Training Opportunities and Workshops

The resource, in collaboration with Verity Software House, sponsors an annual course in flow cytometry, featuring a distinguished international faculty and intensive hands-on laboratory training. In addition, the resource's personnel provide a traveling course entitled "Build Your Own Flow Cytometer," which teaches the basics of flow cytometry in an interactive, hands-on mode. The resource's personnel also participate as instructors in several other flow cytometry courses.

Publications

1. Goddard, G., Martin, J. C., Graves, S. W., and Kaduchak, G., Ultrasonic particle-concentration for sheathless focusing of particles for analysis in a flow cytometer. Cytometry 69A:66–74, 2006.

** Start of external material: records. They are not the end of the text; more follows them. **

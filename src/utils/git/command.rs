//! `git` invocations with typed failures.

use crate::utils::exec::{Cmd, describe_status};
use std::{
    ffi::OsStr,
    io,
    path::{Path, PathBuf},
    process::Output,
    time::Duration,
};
use thiserror::Error;

/// Never let git block on an interactive credential prompt.
const NO_PROMPT: [(&str, &str); 1] = [("GIT_TERMINAL_PROMPT", "0")];

#[derive(Debug, Error)]
pub enum GitError {
    #[error("failed to run `git {command}`")]
    Spawn {
        command: String,
        #[source]
        source: io::Error,
    },

    #[error("`git {command}` timed out after {secs}s")]
    TimedOut { command: String, secs: u64 },

    #[error("`git {command}` failed with {status}: {stderr}")]
    Failed {
        command: String,
        status: String,
        stderr: String,
    },
}

/// `git` bound to a working directory.
#[derive(Debug, Clone)]
pub struct Git {
    root: PathBuf,
}

impl Git {
    pub fn new(root: impl Into<PathBuf>) -> Self {
        Self { root: root.into() }
    }

    /// Run git and return trimmed stdout; any non-zero exit is an error.
    pub fn run<I, S>(&self, args: I) -> Result<String, GitError>
    where
        I: IntoIterator<Item = S>,
        S: AsRef<OsStr>,
    {
        let (command, output) = self.invoke(args, None)?;
        check(&command, &output)?;
        Ok(String::from_utf8_lossy(&output.stdout).trim().to_string())
    }

    /// Run a yes/no query: exit 0 is `true`, exit 1 is `false`.
    ///
    /// Used for `diff --quiet`, `show-ref --verify --quiet` and
    /// `merge-base --is-ancestor`, which all signal "no" with status 1.
    pub fn probe<I, S>(&self, args: I) -> Result<bool, GitError>
    where
        I: IntoIterator<Item = S>,
        S: AsRef<OsStr>,
    {
        let (command, output) = self.invoke(args, None)?;
        match output.status.code() {
            Some(0) => Ok(true),
            Some(1) => Ok(false),
            _ => check(&command, &output).map(|()| false),
        }
    }

    /// `git clone --recursive --shallow-submodules <url> <dest>`.
    ///
    /// Runs from `dest`'s parent; the process is killed after `timeout`.
    pub fn clone_repo(url: &str, dest: &Path, timeout: Duration) -> Result<(), GitError> {
        let parent = dest.parent().unwrap_or(Path::new("."));
        let git = Self::new(parent);
        let args = [
            OsStr::new("clone"),
            OsStr::new("--recursive"),
            OsStr::new("--shallow-submodules"),
            OsStr::new(url),
            dest.as_os_str(),
        ];
        let (command, output) = git.invoke(args, Some(timeout))?;
        check(&command, &output)
    }

    fn invoke<I, S>(&self, args: I, timeout: Option<Duration>) -> Result<(String, Output), GitError>
    where
        I: IntoIterator<Item = S>,
        S: AsRef<OsStr>,
    {
        let args: Vec<_> = args.into_iter().map(|a| a.as_ref().to_owned()).collect();
        let command = args
            .iter()
            .map(|a| a.to_string_lossy())
            .collect::<Vec<_>>()
            .join(" ");

        let mut cmd = Cmd::new("git").args(&args).cwd(&self.root).envs(NO_PROMPT);
        if let Some(limit) = timeout {
            cmd = cmd.timeout(limit);
        }

        match cmd.output() {
            Ok(output) => Ok((command, output)),
            Err(err) if err.kind() == io::ErrorKind::TimedOut => Err(GitError::TimedOut {
                command,
                secs: timeout.map(|t| t.as_secs()).unwrap_or_default(),
            }),
            Err(source) => Err(GitError::Spawn { command, source }),
        }
    }
}

fn check(command: &str, output: &Output) -> Result<(), GitError> {
    if output.status.success() {
        return Ok(());
    }
    Err(GitError::Failed {
        command: command.to_string(),
        status: describe_status(&output.status),
        stderr: String::from_utf8_lossy(&output.stderr).trim().to_string(),
    })
}

/// Fail early with a readable message when `git` is not installed.
pub fn ensure_git_available() -> anyhow::Result<PathBuf> {
    which::which("git").map_err(|_| anyhow::anyhow!("`git` was not found in PATH; install git first"))
}
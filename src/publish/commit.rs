//! Staging caller-supplied paths and recording one commit.

use super::{CommitError, RepositorySession, Transcript};
use std::{
    ffi::OsString,
    fmt,
    path::PathBuf,
};

/// Name and email recorded as author and committer.
#[derive(Debug, Clone, PartialEq, Eq)]
pub struct AuthorIdentity {
    pub name: String,
    pub email: String,
}

impl AuthorIdentity {
    pub fn new(name: impl Into<String>, email: impl Into<String>) -> Self {
        Self {
            name: name.into(),
            email: email.into(),
        }
    }
}

impl fmt::Display for AuthorIdentity {
    fn fmt(&self, f: &mut fmt::Formatter<'_>) -> fmt::Result {
        write!(f, "{} <{}>", self.name, self.email)
    }
}

/// Paths to stage plus the message and optional author of the commit.
///
/// Paths keep insertion order; duplicates are dropped.
#[derive(Debug, Clone, Default)]
pub struct ContentChange {
    paths: Vec<PathBuf>,
    message: String,
    author: Option<AuthorIdentity>,
}

impl ContentChange {
    pub fn new(message: impl Into<String>) -> Self {
        Self {
            message: message.into(),
            ..Default::default()
        }
    }

    pub fn with_path(mut self, path: impl Into<PathBuf>) -> Self {
        let path = path.into();
        if !self.paths.contains(&path) {
            self.paths.push(path);
        }
        self
    }

    pub fn with_paths<I, P>(self, paths: I) -> Self
    where
        I: IntoIterator<Item = P>,
        P: Into<PathBuf>,
    {
        paths.into_iter().fold(self, Self::with_path)
    }

    pub fn with_author(mut self, author: AuthorIdentity) -> Self {
        self.author = Some(author);
        self
    }

    pub fn paths(&self) -> &[PathBuf] {
        &self.paths
    }
}

#[derive(Debug, Clone, PartialEq, Eq)]
pub enum CommitResult {
    Created { sha: String },
    /// Nothing differed from HEAD; no commit object was written.
    NoOp,
}

impl fmt::Display for CommitResult {
    fn fmt(&self, f: &mut fmt::Formatter<'_>) -> fmt::Result {
        match self {
            Self::Created { sha } => write!(f, "committed {}", short_sha(sha)),
            Self::NoOp => f.write_str("nothing to commit"),
        }
    }
}

fn short_sha(sha: &str) -> &str {
    sha.get(..7).unwrap_or(sha)
}

pub struct StagingCommitter<'s> {
    session: &'s RepositorySession,
    default_author: AuthorIdentity,
}

impl<'s> StagingCommitter<'s> {
    pub fn new(session: &'s RepositorySession, default_author: AuthorIdentity) -> Self {
        Self {
            session,
            default_author,
        }
    }

    /// Stage every path of `change` and commit them.
    ///
    /// All paths are checked before anything is staged; a missing one aborts
    /// with the index untouched.
    pub fn commit(&self, change: &ContentChange, log: &Transcript) -> Result<CommitResult, CommitError> {
        let message = change.message.trim();
        if message.is_empty() {
            return Err(CommitError::EmptyMessage);
        }
        let author = change.author.as_ref().unwrap_or(&self.default_author);

        self.session.with_working_copy(|copy| {
            let relative = change
                .paths
                .iter()
                .map(|path| {
                    copy.relative(path)
                        .ok_or_else(|| CommitError::PathNotFound { path: path.clone() })
                })
                .collect::<Result<Vec<_>, _>>()?;

            let git = copy.git();
            if !relative.is_empty() {
                git.run(add_args(&relative))?;
                log.record("git", format!("staged {} path(s)", relative.len()));
            }

            if git.probe(["diff", "--cached", "--quiet"])? {
                log.record("git", "no changes to commit");
                return Ok(CommitResult::NoOp);
            }

            let name = format!("user.name={}", author.name);
            let email = format!("user.email={}", author.email);
            let author_arg = author.to_string();
            git.run([
                "-c",
                name.as_str(),
                "-c",
                email.as_str(),
                "commit",
                "--quiet",
                "-m",
                message,
                "--author",
                author_arg.as_str(),
            ])?;

            let sha = git.run(["rev-parse", "HEAD"])?;
            log.record("git", format!("commit {} by {author}", short_sha(&sha)));
            Ok(CommitResult::Created { sha })
        })
    }
}

fn add_args(paths: &[PathBuf]) -> Vec<OsString> {
    let mut args: Vec<OsString> = vec!["add".into(), "--".into()];
    args.extend(paths.iter().map(|p| p.as_os_str().to_owned()));
    args
}
//! State shared by every command: config, saved settings, the forge client
//! and the working copy session.

use crate::{
    cli::Cli,
    config::PublishConfig,
    host::{GitHubHost, RepoSlug},
    publish::{AuthError, AuthorIdentity, Credential, CredentialValidator, RepositorySession, Transcript},
    settings::Settings,
};
use anyhow::{Context as _, Result};

/// Environment variable holding the personal access token.
pub const TOKEN_ENV: &str = "GITHUB_PAT";
/// Environment variable holding the commit email.
pub const EMAIL_ENV: &str = "USER_EMAIL";

pub struct Context<'a> {
    pub cli: &'a Cli,
    pub config: PublishConfig,
    pub settings: Settings,
    pub host: GitHubHost,
    pub session: RepositorySession,
    pub log: Transcript,
}

impl<'a> Context<'a> {
    pub fn load(cli: &'a Cli) -> Result<Self> {
        let config = PublishConfig::load(&cli.config)?;
        let settings = Settings::load(&config.settings_path())?;
        let host = GitHubHost::new(&config.host.api_url, &config.host.user_agent)
            .context("failed to set up the API client")?;
        let session = RepositorySession::new(config.session_options()?);
        let log = Transcript::with_sink(crate::logger::log);

        Ok(Self {
            cli,
            config,
            settings,
            host,
            session,
            log,
        })
    }

    /// `--token`, then `$GITHUB_PAT`, then the saved token.
    pub fn token(&self) -> Option<String> {
        pick(
            self.cli.token.clone(),
            std::env::var(TOKEN_ENV).ok(),
            self.settings.token.clone(),
        )
    }

    /// `--email`, then `$USER_EMAIL`, then the saved email.
    pub fn email(&self) -> Option<String> {
        pick(
            self.cli.email.clone(),
            std::env::var(EMAIL_ENV).ok(),
            self.settings.email.clone(),
        )
    }

    pub fn upstream(&self) -> Result<RepoSlug> {
        Ok(self.config.session_options()?.upstream)
    }

    pub fn credential(&self) -> Result<Credential> {
        let credential = CredentialValidator::new(&self.host)
            .validate(self.token().as_deref(), self.email().as_deref(), &self.log)
            .map_err(|err| match err {
                AuthError::InvalidToken => anyhow::Error::new(err).context(format!(
                    "no usable token; pass --token, set ${TOKEN_ENV}, or save one with `quillpost check --token ...`"
                )),
                other => other.into(),
            })?;
        crate::debug!("auth"; "commit email {}", credential.email);
        Ok(credential)
    }

    pub fn author_identity(&self, credential: &Credential) -> AuthorIdentity {
        self.config
            .commit
            .author(&credential.username, &credential.email)
    }

    pub fn save_settings(&self) -> Result<()> {
        self.settings.save(&self.config.settings_path())
    }
}

/// First non-blank value in precedence order.
fn pick(flag: Option<String>, env: Option<String>, saved: Option<String>) -> Option<String> {
    [flag, env, saved]
        .into_iter()
        .flatten()
        .find(|v| !v.trim().is_empty())
}

#[cfg(test)]
mod tests {
    use super::*;

    #[test]
    fn test_pick_precedence() {
        let s = |v: &str| Some(v.to_string());
        assert_eq!(pick(s("flag"), s("env"), s("saved")), s("flag"));
        assert_eq!(pick(None, s("env"), s("saved")), s("env"));
        assert_eq!(pick(s(" "), None, s("saved")), s("saved"));
        assert_eq!(pick(None, None, None), None);
    }
}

2. Ferris, M. M., Yoshida, T. M., Marrone, B. L., and Keller, R. A., Fingerprinting of single viral genomes. Analytical Biochemistry 337:278–288, 2005.

3. King, J. B., Gross, J., Lovly, C. M., Rohrs, H., Piwnica-Worms, H., and Townsend, R. R., Accurate Mass-Driven Analysis for the Characterization of Protein Phosphorylation. Study of the Human Chk2 Protein Kinase. Anal. Chem 78 (7), 2171–2181, 2006

4. Graves, S. W., Woods, T. A., Kim, H., and Nolan, J. P., Direct fluorescent staining and analysis of proteins on microspheres using CBQCA. Cytometry 65A:50–58, 2005.

5. Yan, X. M., Zhong, W. W., Tang, A. J., Schielke, E. G., Hang, W., and Nolan, J. P., Multiplexed flow cytometric immunoassay for influenza virus detection and differentiation. Analytical Chemistry 77:7673–7678, 2005.